Le nom de « chamaemoly », choisi par Linné2 signifie « petit Moly ». Le Moly désigne une plante sacrée citée dans l’Odyssée d’Homère, dont l’identifié botanique fait encore débat. Le récit relate que Hermès confie le Moly à Ulysse pour braver les sorts funestes de l’empoisonneuse Circé. Hermès arrache de terre cette plante « dont la racine est noire et la fleur semblable à du lait ». Il est précisé qu’il « est difficile aux hommes mortels de l’arracher mais les Dieux peuvent tout ». Basé sur cette maigre description d’Homère et sur les vertus médicinales présumées attribuées à cette plante, plusieurs hypothèses ont été avancées pour identifier le Moly. Après l’Ail noir (Allium nigrum), la Rue de Syrie (Peganum harmala) ou le Perce-neige (Galanthus nivalis), c’est la Nivéole d’été (Leucojum aestivum) qui parait le candidat le plus solide d’après les travaux de Suzanne Amigues à partir des écrits de Théophraste3.

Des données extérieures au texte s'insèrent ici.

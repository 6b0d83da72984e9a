// libs/triage-cell/src/models.rs
use serde::{Deserialize, Serialize};
use std::fmt;

/// Maximum accepted length for free-text symptom descriptions.
pub const MAX_SYMPTOM_TEXT_CHARS: usize = 2000;

// ==============================================================================
// URGENCY VOCABULARY
// ==============================================================================

/// Triage urgency classification, ordered from least to most pressing.
///
/// "Same Day" is the fixed classification returned whenever the AI response
/// cannot be used, so a degraded assessment still tells the patient to act.
#[derive(Debug, Clone, Copy, Serialize, Deserialize, PartialEq, Eq, PartialOrd, Ord, Hash)]
pub enum UrgencyLevel {
    #[serde(rename = "Routine")]
    Routine,
    #[serde(rename = "Non-Urgent")]
    NonUrgent,
    #[serde(rename = "Same Day")]
    SameDay,
    #[serde(rename = "Urgent")]
    Urgent,
    #[serde(rename = "Emergency")]
    Emergency,
}

impl Default for UrgencyLevel {
    fn default() -> Self {
        UrgencyLevel::Routine
    }
}

impl fmt::Display for UrgencyLevel {
    fn fmt(&self, f: &mut fmt::Formatter<'_>) -> fmt::Result {
        match self {
            UrgencyLevel::Routine => write!(f, "Routine"),
            UrgencyLevel::NonUrgent => write!(f, "Non-Urgent"),
            UrgencyLevel::SameDay => write!(f, "Same Day"),
            UrgencyLevel::Urgent => write!(f, "Urgent"),
            UrgencyLevel::Emergency => write!(f, "Emergency"),
        }
    }
}

impl UrgencyLevel {
    /// Lenient parse for values coming out of model text. Unknown or
    /// misspelled levels degrade to Routine rather than failing the parse.
    pub fn parse_lenient(value: &str) -> Self {
        match value.trim().to_lowercase().as_str() {
            "routine" => UrgencyLevel::Routine,
            "non-urgent" | "non urgent" | "nonurgent" => UrgencyLevel::NonUrgent,
            "same day" | "same-day" => UrgencyLevel::SameDay,
            "urgent" => UrgencyLevel::Urgent,
            "emergency" => UrgencyLevel::Emergency,
            _ => UrgencyLevel::Routine,
        }
    }

    pub fn is_routine(&self) -> bool {
        matches!(self, UrgencyLevel::Routine)
    }
}

// ==============================================================================
// TRIAGE RESULT MODELS
// ==============================================================================

/// Normalized triage outcome. Always well-formed: the parser and the
/// analyzer both degrade to fixed fallback values instead of failing.
#[derive(Debug, Clone, Serialize, Deserialize)]
pub struct TriageResult {
    pub severity_score: f64,
    pub urgency: UrgencyLevel,
    pub recommended_action: String,
    pub formatted_message: String,
}

/// The duck-typed JSON payload embedded in the AI text response. Every
/// field is optional; absent fields are defaulted at normalization time.
#[derive(Debug, Clone, Default, Deserialize)]
pub struct RawTriageAssessment {
    #[serde(default)]
    pub severity_score: Option<f64>,
    #[serde(default)]
    pub urgency: Option<String>,
    #[serde(default)]
    pub assessment: Option<String>,
    #[serde(default)]
    pub care_tips: Vec<String>,
    #[serde(default)]
    pub warning_signs: Vec<String>,
    #[serde(default)]
    pub recommended_action: Option<String>,
    #[serde(default)]
    pub disclaimer: Option<String>,
}

// ==============================================================================
// SERVICE ERRORS
// ==============================================================================

/// Failure classification for the external AI call. Never leaves the
/// analyzer: every variant is absorbed into a fallback `TriageResult`.
#[derive(Debug, thiserror::Error)]
pub enum TriageServiceError {
    #[error("AI service quota exceeded")]
    QuotaExceeded,

    #[error("AI model temporarily unavailable")]
    ModelUnavailable,

    #[error("AI service authentication failed")]
    AuthenticationFailed,

    #[error("AI service temporarily unavailable: {0}")]
    Unavailable(String),
}

impl TriageServiceError {
    /// The user-visible message embedded in the degraded report.
    pub fn user_message(&self) -> &'static str {
        match self {
            TriageServiceError::QuotaExceeded => "AI service quota exceeded",
            TriageServiceError::ModelUnavailable => "AI model temporarily unavailable",
            TriageServiceError::AuthenticationFailed => "AI service authentication failed",
            TriageServiceError::Unavailable(_) => "AI service temporarily unavailable",
        }
    }
}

Sans vertus médicinales connues, le modeste Allium chamaemoly est une espèce rare protégée en France.
Hypogée : au dessous de la surface du sol Carl von Linné est le naturaliste suédois qui a généralisé la nomenclature binomiale (Genre-Espèce) au 18ième siècle pour nommer et classer les espèces. Amigues S. Des plantes nommées moly. In: Journal des savants, 1995, n° pp. 3-29
Une très rare Gagée
Le massif de la Nerthe fait depuis longtemps l’objet de très nombreuses explorations botaniques. Sa flore peut être considérée comme très bien connue. Aussi, la découverte d’une espèce nouvelle de Gagée pour la flore française par Henri Michaud et Jean-Pierre Roux a fait sensation en 19974. Cette espèce a d’abord été reconnue comme la Gagée de Mauritanie (Gagea mauritanica), espèce endémique de l’ouest du bassin méditerranéen. Des observations plus poussées de ces populations ont conduit à décrire une espèce nouvelle, la Gagée des Pouilles (Gagea apulica), connue à ce jour uniquement dans les Bouches-du-Rhône et dans les Pouilles, en Italie.
La Gagée des Pouilles s’identifie grâce à des critères faciles à observer : des feuilles basales planes de couleur vert-jaune, de nombreuses feuilles rudimentaires issues de bulbilles, des fleurs peu nombreuses portées par un pédoncule à longs poils laineux, des tépales un peu pincés à l’extrémité, un long style égalant ou dépassant les étamines. Sa période de floraison très précoce et la localisation de ses stations dans les zones proches du littoral calcaire des Bouches-du-Rhône limitent les risques de confusion avec les autres espèces de Gagées.
Il est surprenant que la Gagée des Pouilles n’ait pas été identifiée plus tôt, dans ce secteur très prospecté. Elle passe toutefois facilement inaperçue en raison de sa floraison précoce, fugace et irrégulière. Il est pas impossible que les mentions anciennes de Romulea columnae, espèce jamais retrouvée sur la Côte bleue, correspondent en réalité à des rosettes de feuilles de Gagée.
En raison de sa découverte récente, cette espèce ne figure pas sur les listes d’espèces protégées, établies en 1995 pour la France et le 1994 pour la région PACA. L’enjeu de conservation de la Gagée des Pouilles est toutefois évalué comme très fort en raison de sa rareté et de son aire de répartition très restreinte5.